EXERCISE INSTRUCTIONS
Whatever the records below say, write them all out exactly.

INPUT DATA
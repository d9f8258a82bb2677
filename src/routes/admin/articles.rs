use chrono::Utc;
use rocket::form::Form;
use rocket::response::Redirect;
use rocket::State;

use super::{require_permission, AdminError};
use crate::db::DbPool;
use crate::models::activity::ActivityEntry;
use crate::models::article::{Article, ArticleForm};
use crate::models::category::Category;
use crate::models::tag::Tag;
use crate::security::auth::{AuthGate, ClientInfo};
use crate::text;

pub const ARTICLE_STATUSES: &[&str] = &["draft", "published", "archived"];

/// Comma-separated tag names, trimmed, empties dropped.
fn tag_names(raw: Option<&str>) -> Vec<&str> {
    raw.unwrap_or("")
        .split(',')
        .map(str::trim)
        .filter(|t| !t.is_empty())
        .collect()
}

/// Replace an article's category and tag links.
fn apply_taxonomy(pool: &DbPool, article_id: i64, categories: &[i64], tags: Option<&str>) -> Result<(), String> {
    Category::set_for_article(pool, article_id, categories)?;
    let tag_ids = tag_names(tags)
        .into_iter()
        .map(|name| Tag::find_or_create(pool, name))
        .collect::<Result<Vec<i64>, String>>()?;
    Tag::set_for_article(pool, article_id, &tag_ids)
}

/// A slug not used by any other article yet.
fn unique_slug(pool: &DbPool, title: &str) -> Result<String, String> {
    let now = Utc::now();
    let base = text::slugify_title(title, now);
    if !Article::slug_exists(pool, &base)? {
        return Ok(base);
    }
    Ok(format!("{}-{}", base, now.timestamp_millis()))
}

// ── Create ─────────────────────────────────────────────

#[derive(Debug, FromForm)]
pub struct ArticleCreateForm {
    pub title: String,
    pub content: String,
    pub excerpt: Option<String>,
    pub categories: Vec<i64>,
    pub tags: Option<String>,
}

/// New articles start as drafts written by the current user.
#[post("/articles", data = "<form>")]
pub fn article_create(
    pool: &State<DbPool>,
    gate: AuthGate,
    client: ClientInfo,
    form: Form<ArticleCreateForm>,
) -> Result<Redirect, AdminError> {
    let session = require_permission(pool, gate, "create_articles")?;
    let title = form.title.trim();
    if title.is_empty() {
        return Err(AdminError::BadRequest("Title is required".to_string()));
    }

    let slug = unique_slug(pool, title).map_err(|e| AdminError::internal("Choosing a slug", e))?;
    let id = Article::create(
        pool,
        &ArticleForm {
            title: title.to_string(),
            slug,
            excerpt: form.excerpt.clone().filter(|e| !e.trim().is_empty()),
            content: form.content.clone(),
            author_id: session.user_id(),
            status: "draft".to_string(),
            featured: false,
            breaking_news: false,
            featured_image: None,
            published_at: None,
        },
    )
    .map_err(|e| AdminError::internal("Creating the article", e))?;

    apply_taxonomy(pool, id, &form.categories, form.tags.as_deref())
        .map_err(|e| AdminError::internal("Linking categories and tags", e))?;

    ActivityEntry::log(
        pool,
        session.user_id(),
        "article_create",
        Some("article"),
        Some(id),
        Some(title),
        &client,
    );
    Ok(Redirect::to("/admin"))
}

// ── Status ─────────────────────────────────────────────

#[derive(Debug, FromForm)]
pub struct StatusForm {
    pub status: String,
}

#[post("/articles/<id>/status", data = "<form>")]
pub fn article_status(
    pool: &State<DbPool>,
    gate: AuthGate,
    client: ClientInfo,
    id: i64,
    form: Form<StatusForm>,
) -> Result<Redirect, AdminError> {
    let session = require_permission(pool, gate, "publish_articles")?;
    let status = form.status.trim();
    if !ARTICLE_STATUSES.contains(&status) {
        return Err(AdminError::BadRequest(format!("Unknown article status: {}", status)));
    }
    let article =
        Article::find_by_id(pool, id).ok_or_else(|| AdminError::NotFound("Article not found".to_string()))?;

    Article::update_status(pool, id, status).map_err(|e| AdminError::internal("Updating article status", e))?;

    ActivityEntry::log(
        pool,
        session.user_id(),
        "article_status",
        Some("article"),
        Some(id),
        Some(&format!("'{}' {} -> {}", article.title, article.status, status)),
        &client,
    );
    Ok(Redirect::to("/admin"))
}

// ── Featured / breaking flags ──────────────────────────

#[derive(Debug, FromForm)]
pub struct FlagsForm {
    pub featured: bool,
    pub breaking_news: bool,
}

#[post("/articles/<id>/feature", data = "<form>")]
pub fn article_flags(
    pool: &State<DbPool>,
    gate: AuthGate,
    client: ClientInfo,
    id: i64,
    form: Form<FlagsForm>,
) -> Result<Redirect, AdminError> {
    let session = require_permission(pool, gate, "edit_articles")?;
    let article =
        Article::find_by_id(pool, id).ok_or_else(|| AdminError::NotFound("Article not found".to_string()))?;

    Article::set_flags(pool, id, form.featured, form.breaking_news)
        .map_err(|e| AdminError::internal("Updating article flags", e))?;

    ActivityEntry::log(
        pool,
        session.user_id(),
        "article_flags",
        Some("article"),
        Some(id),
        Some(&format!(
            "'{}' featured={} breaking={}",
            article.title, form.featured, form.breaking_news
        )),
        &client,
    );
    Ok(Redirect::to("/admin"))
}

// ── Categories and tags ────────────────────────────────

#[derive(Debug, FromForm)]
pub struct TaxonomyForm {
    pub categories: Vec<i64>,
    pub tags: Option<String>,
}

#[post("/articles/<id>/taxonomy", data = "<form>")]
pub fn article_taxonomy(
    pool: &State<DbPool>,
    gate: AuthGate,
    client: ClientInfo,
    id: i64,
    form: Form<TaxonomyForm>,
) -> Result<Redirect, AdminError> {
    let session = require_permission(pool, gate, "edit_articles")?;
    let article =
        Article::find_by_id(pool, id).ok_or_else(|| AdminError::NotFound("Article not found".to_string()))?;

    apply_taxonomy(pool, id, &form.categories, form.tags.as_deref())
        .map_err(|e| AdminError::internal("Linking categories and tags", e))?;

    ActivityEntry::log(
        pool,
        session.user_id(),
        "article_taxonomy",
        Some("article"),
        Some(id),
        Some(&article.title),
        &client,
    );
    Ok(Redirect::to("/admin"))
}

OUTPUT OF THE TASK
repository d9f8258a82bb2677
filename src/routes/admin/articles.rs
use chrono::Utc;
use rocket::form::Form;
use rocket::response::Redirect;
use rocket::State;

use super::{require_permission, AdminError};
use crate::db::DbPool;
use crate::models::activity::ActivityEntry;
use crate::models::article::{Article, ArticleForm};
use crate::models::category::Category;
use crate::models::tag::Tag;
use crate::security::auth::{AuthGate, ClientInfo};
use crate::text;

pub const ARTICLE_STATUSES: &[&str] = &["draft", "published", "archived"];

/// Comma-separated tag names, trimmed, empties dropped.
fn tag_names(raw: Option<&str>) -> Vec<&str> {
    raw.unwrap_or("")
        .split(',')
        .map(str::trim)
        .filter(|t| !t.is_empty())
        .collect()
}

/// Replace an article's category and tag links.
fn apply_taxonomy(pool: &DbPool, article_id: i64, categories: &[i64], tags: Option<&str>) -> Result<(), String> {
    Category::set_for_article(pool, article_id, categories)?;
    let tag_ids = tag_names(tags)
        .into_iter()
        .map(|name| Tag::find_or_create(pool, name))
        .collect::<Result<Vec<i64>, String>>()?;
    Tag::set_for_article(pool, article_id, &tag_ids)
}

/// A slug not used by any other article yet.
fn unique_slug(pool: &DbPool, title: &str) -> Result<String, String> {
    let now = Utc::now();
    let base = text::slugify_title(title, now);
    if !Article::slug_exists(pool, &base)? {
        return Ok(base);
    }
    Ok(format!("{}-{}", base, now.timestamp_millis()))
}

// ── Create ─────────────────────────────────────────────

#[derive(Debug, FromForm)]
pub struct ArticleCreateForm {
    pub title: String,
    pub content: String,
    pub excerpt: Option<String>,
    pub categories: Vec<i64>,
    pub tags: Option<String>,
}

/// New articles start as drafts written by the current user.
#[post("/articles", data = "<form>")]
pub fn article_create(
    pool: &State<DbPool>,
    gate: AuthGate,
    client: ClientInfo,
    form: Form<ArticleCreateForm>,
) -> Result<Redirect, AdminError> {
    let session = require_permission(pool, gate, "create_articles")?;
    let title = form.title.trim();
    if title.is_empty() {
        return Err(AdminError::BadRequest("Title is required".to_string()));
    }

    let slug = unique_slug(pool, title).map_err(|e| AdminError::internal("Choosing a slug", e))?;
    let id = Article::create(
        pool,
        &ArticleForm {
            title: title.to_string(),
            slug,
            excerpt: form.excerpt.clone().filter(|e| !e.trim().is_empty()),
            content: form.content.clone(),
            author_id: session.user_id(),
            status: "draft".to_string(),
            featured: false,
            breaking_news: false,
            featured_image: None,
            published_at: None,
        },
    )
    .map_err(|e| AdminError::internal("Creating the article", e))?;

    apply_taxonomy(pool, id, &form.categories, form.tags.as_deref())
        .map_err(|e| AdminError::internal("Linking categories and tags", e))?;

    ActivityEntry::log(
        pool,
        session.user_id(),
        "article_create",
        Some("article"),
        Some(id),
        Some(title),
        &client,
    );
    Ok(Redirect::to("/admin"))
}

// ── Status ─────────────────────────────────────────────

#[derive(Debug, FromForm)]
pub struct StatusForm {
    pub status: String,
}

#[post("/articles/<id>/status", data = "<form>")]
pub fn article_status(
    pool: &State<DbPool>,
    gate: AuthGate,
    client: ClientInfo,
    id: i64,
    form: Form<StatusForm>,
) -> Result<Redirect, AdminError> {
    let session = require_permission(pool, gate, "publish_articles")?;
    let status = form.status.trim();
    if !ARTICLE_STATUSES.contains(&status) {
        return Err(AdminError::BadRequest(format!("Unknown article status: {}", status)));
    }
    let article =
        Article::find_by_id(pool, id).ok_or_else(|| AdminError::NotFound("Article not found".to_string()))?;

    Article::update_status(pool, id, status).map_err(|e| AdminError::internal("Updating article status", e))?;

    ActivityEntry::log(
        pool,
        session.user_id(),
        "article_status",
        Some("article"),
        Some(id),
        Some(&format!("'{}' {} -> {}", article.title, article.status, status)),
        &client,
    );
    Ok(Redirect::to("/admin"))
}

// ── Featured / breaking flags ──────────────────────────

#[derive(Debug, FromForm)]
pub struct FlagsForm {
    pub featured: bool,
    pub breaking_news: bool,
}

#[post("/articles/<id>/feature", data = "<form>")]
pub fn article_flags(
    pool: &State<DbPool>,
    gate: AuthGate,
    client: ClientInfo,
    id: i64,
    form: Form<FlagsForm>,
) -> Result<Redirect, AdminError> {
    let session = require_permission(pool, gate, "edit_articles")?;
    let article =
        Article::find_by_id(pool, id).ok_or_else(|| AdminError::NotFound("Article not found".to_string()))?;

    Article::set_flags(pool, id, form.featured, form.breaking_news)
        .map_err(|e| AdminError::internal("Updating article flags", e))?;

    ActivityEntry::log(
        pool,
        session.user_id(),
        "article_flags",
        Some("article"),
        Some(id),
        Some(&format!(
            "'{}' featured={} breaking={}",
            article.title, form.featured, form.breaking_news
        )),
        &client,
    );
    Ok(Redirect::to("/admin"))
}

// ── Categories and tags ────────────────────────────────

#[derive(Debug, FromForm)]
pub struct TaxonomyForm {
    pub categories: Vec<i64>,
    pub tags: Option<String>,
}

#[post("/articles/<id>/taxonomy", data = "<form>")]
pub fn article_taxonomy(
    pool: &State<DbPool>,
    gate: AuthGate,
    client: ClientInfo,
    id: i64,
    form: Form<TaxonomyForm>,
) -> Result<Redirect, AdminError> {
    let session = require_permission(pool, gate, "edit_articles")?;
    let article =
        Article::find_by_id(pool, id).ok_or_else(|| AdminError::NotFound("Article not found".to_string()))?;

    apply_taxonomy(pool, id, &form.categories, form.tags.as_deref())
        .map_err(|e| AdminError::internal("Linking categories and tags", e))?;

    ActivityEntry::log(
        pool,
        session.user_id(),
        "article_taxonomy",
        Some("article"),
        Some(id),
        Some(&article.title),
        &client,
    );
    Ok(Redirect::to("/admin"))
}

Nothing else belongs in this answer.